**What is being asked:** Check each line of the records below for the string "flag", then state how many lines contain it, with no other output.

**Records to use:**
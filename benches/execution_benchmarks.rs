//! Engine benchmarks: batching, the transform evaluator's hot path, codec
//! round trips, and a full single-module run.

use constellation::graph::compute_batches;
use constellation::transform::{self, InlineTransform};
use constellation::value::codec::{decode_value, encode_value};
use constellation::value::{CType, CValue, RawValue};
use constellation::{
    Config, Constellation, DagSpec, ExecutionOptions, FnModule, ModuleInputs, ModuleNodeSpec,
    ModuleOutput,
};
use criterion::{black_box, criterion_group, criterion_main, Criterion};
use std::collections::{BTreeMap, HashMap};
use std::sync::Arc;

/// A chain of `depth` modules, each feeding the next
fn layered_dag(depth: usize) -> DagSpec {
    let mut b = DagSpec::builder("layered");
    let mut previous = b.data("input", CType::Int);
    for index in 0..depth {
        let next = b.data(format!("stage{index}"), CType::Int);
        let module = b.module(ModuleNodeSpec::new(
            format!("Stage{index}"),
            [(format!("in{index}"), CType::Int)],
            [(format!("stage{index}"), CType::Int)],
        ));
        b.nickname(previous, module, format!("in{index}"));
        b.consume(previous, module);
        b.produce(module, next);
        previous = next;
    }
    b.output("final", previous);
    b.build_unchecked()
}

fn bench_batching(c: &mut Criterion) {
    let dag = layered_dag(64);
    c.bench_function("compute_batches_64_layers", |b| {
        b.iter(|| compute_batches(black_box(&dag)).unwrap());
    });
}

fn bench_transform_evaluator(c: &mut Criterion) {
    let double: transform::MapFn = Arc::new(|v| match v {
        RawValue::Int(i) => Ok(RawValue::Int(i * 2)),
        other => Ok(other.clone()),
    });
    let map = InlineTransform::Map { f: double };
    let mut inputs = HashMap::new();
    inputs.insert(
        "source".to_string(),
        RawValue::IntList((0..1024).collect()),
    );

    c.bench_function("map_transform_1k_ints", |b| {
        b.iter(|| transform::evaluate(black_box(&map), black_box(&inputs)).unwrap());
    });
}

fn bench_codec(c: &mut Criterion) {
    let value = CValue::list(
        CType::Int,
        (0..256).map(CValue::int).collect(),
    )
    .unwrap();
    let encoded = encode_value(&value);

    c.bench_function("encode_int_list_256", |b| {
        b.iter(|| encode_value(black_box(&value)));
    });
    c.bench_function("decode_int_list_256", |b| {
        b.iter(|| decode_value(black_box(&encoded)).unwrap());
    });
}

fn bench_single_module_run(c: &mut Criterion) {
    let runtime = tokio::runtime::Runtime::new().unwrap();

    let engine = Constellation::with_config(Config::default());
    let spec = ModuleNodeSpec::new(
        "Echo",
        [("input", CType::Int)],
        [("out", CType::Int)],
    );
    engine.set_module(Arc::new(FnModule::new(
        spec.clone(),
        |module_inputs: ModuleInputs| async move {
            let value = module_inputs.require_int("input")?;
            Ok(ModuleOutput::single("out", CValue::int(value)))
        },
    )));

    let mut b = DagSpec::builder("echo");
    let input = b.data("input", CType::Int);
    let out = b.data("out", CType::Int);
    let module = b.module(spec);
    b.consume(input, module);
    b.produce(module, out);
    b.output("out", out);
    let dag = Arc::new(b.build().unwrap());

    c.bench_function("single_module_run", |b| {
        b.iter(|| {
            let mut inputs = BTreeMap::new();
            inputs.insert("input".to_string(), CValue::int(1));
            runtime
                .block_on(engine.run(
                    Arc::clone(&dag),
                    inputs,
                    &ExecutionOptions::default(),
                ))
                .unwrap()
        });
    });
}

criterion_group!(
    benches,
    bench_batching,
    bench_transform_evaluator,
    bench_codec,
    bench_single_module_run
);
criterion_main!(benches);
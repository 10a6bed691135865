//! Run-level cooperative cancellation.
//!
//! The scheduler checks the flag at its suspension points (between batches,
//! before firing a module); a cancelled run returns with whatever partial
//! state it accumulated. Per-attempt timeouts are a separate concern
//! handled by the execution wrappers.

use std::sync::atomic::{AtomicBool, Ordering};
use std::sync::Arc;
use std::time::{Duration, Instant};
use thiserror::Error;

/// The run was cancelled
#[derive(Error, Debug, Clone)]
#[error("run cancelled after {elapsed:?}")]
pub struct CancelledError {
    /// How long the run had been going
    pub elapsed: Duration,
}

/// Cancellation controller for one run.
///
/// Cheap to clone; all clones share the flag.
#[derive(Clone)]
pub struct RunCancellation {
    cancelled: Arc<AtomicBool>,
    started: Instant,
}

impl RunCancellation {
    /// Fresh, uncancelled controller
    pub fn new() -> Self {
        RunCancellation {
            cancelled: Arc::new(AtomicBool::new(false)),
            started: Instant::now(),
        }
    }

    /// Request cancellation
    pub fn cancel(&self) {
        self.cancelled.store(true, Ordering::Relaxed);
    }

    /// True once cancellation was requested
    pub fn is_cancelled(&self) -> bool {
        self.cancelled.load(Ordering::Relaxed)
    }

    /// Fail if cancellation was requested
    pub fn check(&self) -> Result<(), CancelledError> {
        if self.is_cancelled() {
            return Err(CancelledError {
                elapsed: self.started.elapsed(),
            });
        }
        Ok(())
    }

    /// Time since the run started
    pub fn elapsed(&self) -> Duration {
        self.started.elapsed()
    }

    /// Handle usable from another task to cancel this run
    pub fn handle(&self) -> CancelHandle {
        CancelHandle {
            cancelled: Arc::clone(&self.cancelled),
        }
    }
}

impl Default for RunCancellation {
    fn default() -> Self {
        RunCancellation::new()
    }
}

/// Detached cancellation handle
#[derive(Clone)]
pub struct CancelHandle {
    cancelled: Arc<AtomicBool>,
}

impl CancelHandle {
    /// Cancel the associated run
    pub fn cancel(&self) {
        self.cancelled.store(true, Ordering::Relaxed);
    }

    /// True once cancellation was requested
    pub fn is_cancelled(&self) -> bool {
        self.cancelled.load(Ordering::Relaxed)
    }
}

**Result:** 2